Work instruction: Could you print every record below exactly as it appears?

Stored items:
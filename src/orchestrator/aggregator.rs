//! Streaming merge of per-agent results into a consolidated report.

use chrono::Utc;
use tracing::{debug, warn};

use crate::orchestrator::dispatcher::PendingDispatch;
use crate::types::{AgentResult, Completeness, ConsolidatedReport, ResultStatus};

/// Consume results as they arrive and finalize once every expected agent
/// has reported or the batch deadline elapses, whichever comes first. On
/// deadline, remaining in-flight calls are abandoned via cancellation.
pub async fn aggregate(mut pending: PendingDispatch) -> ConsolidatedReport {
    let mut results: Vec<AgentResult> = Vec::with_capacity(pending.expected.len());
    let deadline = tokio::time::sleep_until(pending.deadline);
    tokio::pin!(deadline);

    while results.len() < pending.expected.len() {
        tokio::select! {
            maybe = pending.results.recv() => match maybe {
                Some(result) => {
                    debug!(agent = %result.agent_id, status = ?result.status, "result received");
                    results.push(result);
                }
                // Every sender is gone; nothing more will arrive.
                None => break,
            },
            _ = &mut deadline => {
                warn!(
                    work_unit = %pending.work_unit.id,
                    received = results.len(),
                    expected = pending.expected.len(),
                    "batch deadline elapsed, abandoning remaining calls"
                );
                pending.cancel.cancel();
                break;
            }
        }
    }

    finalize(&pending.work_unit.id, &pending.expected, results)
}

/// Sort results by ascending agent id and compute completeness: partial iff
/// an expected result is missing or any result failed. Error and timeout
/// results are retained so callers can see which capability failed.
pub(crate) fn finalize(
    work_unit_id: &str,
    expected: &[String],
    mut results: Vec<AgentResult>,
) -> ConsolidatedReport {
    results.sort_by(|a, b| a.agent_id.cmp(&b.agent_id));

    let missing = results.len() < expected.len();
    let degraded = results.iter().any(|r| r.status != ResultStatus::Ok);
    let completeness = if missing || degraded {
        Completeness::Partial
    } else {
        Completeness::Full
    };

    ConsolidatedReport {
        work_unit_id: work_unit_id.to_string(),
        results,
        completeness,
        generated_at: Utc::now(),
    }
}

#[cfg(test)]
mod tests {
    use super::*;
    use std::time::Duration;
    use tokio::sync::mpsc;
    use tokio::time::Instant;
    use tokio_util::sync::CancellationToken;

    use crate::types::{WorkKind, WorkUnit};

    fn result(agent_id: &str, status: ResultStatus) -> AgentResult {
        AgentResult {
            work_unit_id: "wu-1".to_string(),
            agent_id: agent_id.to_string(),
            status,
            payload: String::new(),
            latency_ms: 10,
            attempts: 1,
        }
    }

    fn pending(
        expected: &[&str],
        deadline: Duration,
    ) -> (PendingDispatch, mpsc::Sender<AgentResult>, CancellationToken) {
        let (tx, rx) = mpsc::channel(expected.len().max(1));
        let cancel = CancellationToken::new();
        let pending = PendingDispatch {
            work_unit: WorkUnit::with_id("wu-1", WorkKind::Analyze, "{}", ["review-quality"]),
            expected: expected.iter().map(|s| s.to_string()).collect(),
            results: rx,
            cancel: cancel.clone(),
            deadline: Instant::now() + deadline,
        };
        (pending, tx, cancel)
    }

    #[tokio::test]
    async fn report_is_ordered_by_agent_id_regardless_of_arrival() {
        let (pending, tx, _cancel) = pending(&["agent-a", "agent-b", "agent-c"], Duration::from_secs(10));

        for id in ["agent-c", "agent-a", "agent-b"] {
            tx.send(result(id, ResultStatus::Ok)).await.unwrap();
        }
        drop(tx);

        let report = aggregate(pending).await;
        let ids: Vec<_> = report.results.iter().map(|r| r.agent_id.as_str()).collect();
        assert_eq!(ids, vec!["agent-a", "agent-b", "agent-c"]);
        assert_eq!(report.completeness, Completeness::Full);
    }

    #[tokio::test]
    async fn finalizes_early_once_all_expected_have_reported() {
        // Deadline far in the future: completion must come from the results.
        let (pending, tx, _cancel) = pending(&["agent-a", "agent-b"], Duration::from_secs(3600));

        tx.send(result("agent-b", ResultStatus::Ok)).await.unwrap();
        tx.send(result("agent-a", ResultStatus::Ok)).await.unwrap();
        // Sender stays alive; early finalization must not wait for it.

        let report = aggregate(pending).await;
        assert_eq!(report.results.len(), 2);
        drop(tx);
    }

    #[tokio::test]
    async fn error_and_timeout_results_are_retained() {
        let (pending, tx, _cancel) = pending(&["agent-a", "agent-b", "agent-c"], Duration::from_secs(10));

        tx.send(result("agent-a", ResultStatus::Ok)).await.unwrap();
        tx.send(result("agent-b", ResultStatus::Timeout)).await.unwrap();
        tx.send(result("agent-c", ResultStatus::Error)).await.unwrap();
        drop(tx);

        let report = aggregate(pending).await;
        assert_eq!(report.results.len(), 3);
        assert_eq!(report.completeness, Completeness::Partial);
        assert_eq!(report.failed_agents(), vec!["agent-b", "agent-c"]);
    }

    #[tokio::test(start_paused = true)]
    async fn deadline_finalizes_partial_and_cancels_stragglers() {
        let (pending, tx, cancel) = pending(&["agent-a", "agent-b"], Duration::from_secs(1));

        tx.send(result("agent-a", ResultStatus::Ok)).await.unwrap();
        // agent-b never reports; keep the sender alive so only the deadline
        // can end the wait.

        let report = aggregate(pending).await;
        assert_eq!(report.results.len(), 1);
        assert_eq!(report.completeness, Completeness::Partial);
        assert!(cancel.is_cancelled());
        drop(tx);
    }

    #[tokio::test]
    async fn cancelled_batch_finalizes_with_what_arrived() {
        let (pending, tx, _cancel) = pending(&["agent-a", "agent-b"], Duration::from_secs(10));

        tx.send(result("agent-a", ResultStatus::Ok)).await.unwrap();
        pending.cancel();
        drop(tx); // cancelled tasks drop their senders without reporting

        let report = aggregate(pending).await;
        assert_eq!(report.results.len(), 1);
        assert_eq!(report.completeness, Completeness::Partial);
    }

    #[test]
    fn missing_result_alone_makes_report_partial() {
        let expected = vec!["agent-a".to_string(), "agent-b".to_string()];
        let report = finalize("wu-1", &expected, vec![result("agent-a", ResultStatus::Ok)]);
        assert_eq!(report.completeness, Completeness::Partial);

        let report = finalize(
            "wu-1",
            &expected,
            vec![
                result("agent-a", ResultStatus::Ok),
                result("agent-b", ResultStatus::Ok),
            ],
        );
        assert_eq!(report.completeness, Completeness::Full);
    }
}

Answer to this problem:
filename src/orchestrator/aggregator.rs
//! Streaming merge of per-agent results into a consolidated report.

use chrono::Utc;
use tracing::{debug, warn};

use crate::orchestrator::dispatcher::PendingDispatch;
use crate::types::{AgentResult, Completeness, ConsolidatedReport, ResultStatus};

/// Consume results as they arrive and finalize once every expected agent
/// has reported or the batch deadline elapses, whichever comes first. On
/// deadline, remaining in-flight calls are abandoned via cancellation.
pub async fn aggregate(mut pending: PendingDispatch) -> ConsolidatedReport {
    let mut results: Vec<AgentResult> = Vec::with_capacity(pending.expected.len());
    let deadline = tokio::time::sleep_until(pending.deadline);
    tokio::pin!(deadline);

    while results.len() < pending.expected.len() {
        tokio::select! {
            maybe = pending.results.recv() => match maybe {
                Some(result) => {
                    debug!(agent = %result.agent_id, status = ?result.status, "result received");
                    results.push(result);
                }
                // Every sender is gone; nothing more will arrive.
                None => break,
            },
            _ = &mut deadline => {
                warn!(
                    work_unit = %pending.work_unit.id,
                    received = results.len(),
                    expected = pending.expected.len(),
                    "batch deadline elapsed, abandoning remaining calls"
                );
                pending.cancel.cancel();
                break;
            }
        }
    }

    finalize(&pending.work_unit.id, &pending.expected, results)
}

/// Sort results by ascending agent id and compute completeness: partial iff
/// an expected result is missing or any result failed. Error and timeout
/// results are retained so callers can see which capability failed.
pub(crate) fn finalize(
    work_unit_id: &str,
    expected: &[String],
    mut results: Vec<AgentResult>,
) -> ConsolidatedReport {
    results.sort_by(|a, b| a.agent_id.cmp(&b.agent_id));

    let missing = results.len() < expected.len();
    let degraded = results.iter().any(|r| r.status != ResultStatus::Ok);
    let completeness = if missing || degraded {
        Completeness::Partial
    } else {
        Completeness::Full
    };

    ConsolidatedReport {
        work_unit_id: work_unit_id.to_string(),
        results,
        completeness,
        generated_at: Utc::now(),
    }
}

#[cfg(test)]
mod tests {
    use super::*;
    use std::time::Duration;
    use tokio::sync::mpsc;
    use tokio::time::Instant;
    use tokio_util::sync::CancellationToken;

    use crate::types::{WorkKind, WorkUnit};

    fn result(agent_id: &str, status: ResultStatus) -> AgentResult {
        AgentResult {
            work_unit_id: "wu-1".to_string(),
            agent_id: agent_id.to_string(),
            status,
            payload: String::new(),
            latency_ms: 10,
            attempts: 1,
        }
    }

    fn pending(
        expected: &[&str],
        deadline: Duration,
    ) -> (PendingDispatch, mpsc::Sender<AgentResult>, CancellationToken) {
        let (tx, rx) = mpsc::channel(expected.len().max(1));
        let cancel = CancellationToken::new();
        let pending = PendingDispatch {
            work_unit: WorkUnit::with_id("wu-1", WorkKind::Analyze, "{}", ["review-quality"]),
            expected: expected.iter().map(|s| s.to_string()).collect(),
            results: rx,
            cancel: cancel.clone(),
            deadline: Instant::now() + deadline,
        };
        (pending, tx, cancel)
    }

    #[tokio::test]
    async fn report_is_ordered_by_agent_id_regardless_of_arrival() {
        let (pending, tx, _cancel) = pending(&["agent-a", "agent-b", "agent-c"], Duration::from_secs(10));

        for id in ["agent-c", "agent-a", "agent-b"] {
            tx.send(result(id, ResultStatus::Ok)).await.unwrap();
        }
        drop(tx);

        let report = aggregate(pending).await;
        let ids: Vec<_> = report.results.iter().map(|r| r.agent_id.as_str()).collect();
        assert_eq!(ids, vec!["agent-a", "agent-b", "agent-c"]);
        assert_eq!(report.completeness, Completeness::Full);
    }

    #[tokio::test]
    async fn finalizes_early_once_all_expected_have_reported() {
        // Deadline far in the future: completion must come from the results.
        let (pending, tx, _cancel) = pending(&["agent-a", "agent-b"], Duration::from_secs(3600));

        tx.send(result("agent-b", ResultStatus::Ok)).await.unwrap();
        tx.send(result("agent-a", ResultStatus::Ok)).await.unwrap();
        // Sender stays alive; early finalization must not wait for it.

        let report = aggregate(pending).await;
        assert_eq!(report.results.len(), 2);
        drop(tx);
    }

    #[tokio::test]
    async fn error_and_timeout_results_are_retained() {
        let (pending, tx, _cancel) = pending(&["agent-a", "agent-b", "agent-c"], Duration::from_secs(10));

        tx.send(result("agent-a", ResultStatus::Ok)).await.unwrap();
        tx.send(result("agent-b", ResultStatus::Timeout)).await.unwrap();
        tx.send(result("agent-c", ResultStatus::Error)).await.unwrap();
        drop(tx);

        let report = aggregate(pending).await;
        assert_eq!(report.results.len(), 3);
        assert_eq!(report.completeness, Completeness::Partial);
        assert_eq!(report.failed_agents(), vec!["agent-b", "agent-c"]);
    }

    #[tokio::test(start_paused = true)]
    async fn deadline_finalizes_partial_and_cancels_stragglers() {
        let (pending, tx, cancel) = pending(&["agent-a", "agent-b"], Duration::from_secs(1));

        tx.send(result("agent-a", ResultStatus::Ok)).await.unwrap();
        // agent-b never reports; keep the sender alive so only the deadline
        // can end the wait.

        let report = aggregate(pending).await;
        assert_eq!(report.results.len(), 1);
        assert_eq!(report.completeness, Completeness::Partial);
        assert!(cancel.is_cancelled());
        drop(tx);
    }

    #[tokio::test]
    async fn cancelled_batch_finalizes_with_what_arrived() {
        let (pending, tx, _cancel) = pending(&["agent-a", "agent-b"], Duration::from_secs(10));

        tx.send(result("agent-a", ResultStatus::Ok)).await.unwrap();
        pending.cancel();
        drop(tx); // cancelled tasks drop their senders without reporting

        let report = aggregate(pending).await;
        assert_eq!(report.results.len(), 1);
        assert_eq!(report.completeness, Completeness::Partial);
    }

    #[test]
    fn missing_result_alone_makes_report_partial() {
        let expected = vec!["agent-a".to_string(), "agent-b".to_string()];
        let report = finalize("wu-1", &expected, vec![result("agent-a", ResultStatus::Ok)]);
        assert_eq!(report.completeness, Completeness::Partial);

        let report = finalize(
            "wu-1",
            &expected,
            vec![
                result("agent-a", ResultStatus::Ok),
                result("agent-b", ResultStatus::Ok),
            ],
        );
        assert_eq!(report.completeness, Completeness::Full);
    }
}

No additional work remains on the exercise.